Determined to fulfill her objective, “Amazona” stayed a few minutes in the place and took advantage of an oversight to enter. However, a short time later a man intercepted her and indicated the Voting Center where she should go. “I made the attempt to go up and he said no, that only voters or people who were authorized to be inside could do it.” But “in the half hour that I was near the center, only three people came to vote,” he adds.

Around noon, “Amazona” also verified that the vans of the Mayor’s Office were being used to distribute food to the people who were in the Voting Centers, the majority of whom were militants of the Sandinista Front.
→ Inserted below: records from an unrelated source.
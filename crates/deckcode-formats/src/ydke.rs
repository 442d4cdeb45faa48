//! YDKE deck links
//!
//! `ydke://<main>!<extra>!<side>!`, where each section is standard padded
//! base64 of the zone's identifiers as little-endian u32 values.

use crate::deck::{CardId, Deck, Zone};
use crate::error::{DecodeResult, DecodingError, EncodeResult, EncodingError};
use crate::text::map_base64_error;
use base64::Engine as _;
use base64::engine::general_purpose::STANDARD;

/// Scheme prefix of every YDKE link
pub const YDKE_PREFIX: &str = "ydke://";

const SECTION_SEPARATOR: char = '!';

/// True when `text` starts with the YDKE scheme
pub fn looks_like_ydke(text: &str) -> bool {
    text.trim_start().starts_with(YDKE_PREFIX)
}

/// Render `deck` as a YDKE link
pub fn to_ydke(deck: &Deck) -> EncodeResult<String> {
    let mut out = String::from(YDKE_PREFIX);
    for (_, cards) in deck.zones() {
        let mut bytes = Vec::with_capacity(cards.len() * 4);
        for id in cards {
            let raw = u32::try_from(id.get()).map_err(|_| EncodingError::ValueOutOfRange {
                field: "card id",
                value: id.get(),
                max: u64::from(u32::MAX),
            })?;
            bytes.extend_from_slice(&raw.to_le_bytes());
        }
        out.push_str(&STANDARD.encode(&bytes));
        out.push(SECTION_SEPARATOR);
    }
    Ok(out)
}

/// Parse a YDKE link
pub fn parse_ydke(text: &str) -> DecodeResult<Deck> {
    let body = text
        .trim()
        .strip_prefix(YDKE_PREFIX)
        .ok_or(DecodingError::UnrecognizedFormat)?;

    let mut sections: Vec<&str> = body.split(SECTION_SEPARATOR).collect();
    if sections.last().is_some_and(|last| last.is_empty()) && sections.len() > 3 {
        sections.pop();
    }

    match sections.len() {
        0 | 1 => return Err(DecodingError::MissingSection("extra")),
        2 => return Err(DecodingError::MissingSection("side")),
        3 => {}
        _ => return Err(DecodingError::UnrecognizedFormat),
    }

    let mut deck = Deck::new();
    for (zone, section) in Zone::ALL.into_iter().zip(sections) {
        *deck.zone_mut(zone) = parse_section(section)?;
    }
    Ok(deck)
}

fn parse_section(section: &str) -> DecodeResult<Vec<CardId>> {
    let bytes = STANDARD
        .decode(section)
        .map_err(|e| map_base64_error(&e, section))?;

    if bytes.len() % 4 != 0 {
        return Err(DecodingError::InvalidLength(bytes.len()));
    }

    Ok(bytes
        .chunks_exact(4)
        .map(|chunk| CardId::from(u32::from_le_bytes([chunk[0], chunk[1], chunk[2], chunk[3]])))
        .collect())
}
Later, his colleagues found that those same vehicles were moving voters.

"People stayed at home": The testimony of the Urnas Abiertas observers
For this day there are 3106 voting centers, but these are not the definitive ones, says the CSE. EFE | Confidential

The dragging of voters at the end of the afternoon was “evident”, since that day “the streets were desolate,” says “Amazona.” In this place in the north of Nicaragua “there was a great silence.”

“Liberator”: They entered as one more voter

“Liberator” is an experienced electoral observer. He observed in the voting in 2011 and also in 2016, although on that occasion he was left outside a computer center. Now in 2021, he was in charge of a small group of volunteer observers with whom he observed in situ what was happening at the Voting Centers that it was responsible for monitoring.

In the CV they visited, they counted the people who were in the lines and some of them entered “as one more voter,” explains “Liberator.” Inside the center “they smoked a cigarette to see and talk” for a while. “They did a counterintelligence job,” he values.

However, it regrets that they were unable to take photographs inside the CVs due to an express ban by the Supreme Electoral Council (CSE). So, they had to memorize the information and once they were out of the CV radius they proceeded to send it to the Urnas Abiertas coordinators.

During the day, we also “observed a lot of presence of police and vehicles of the municipality carrying people from the most remote areas,” says “Liberator.”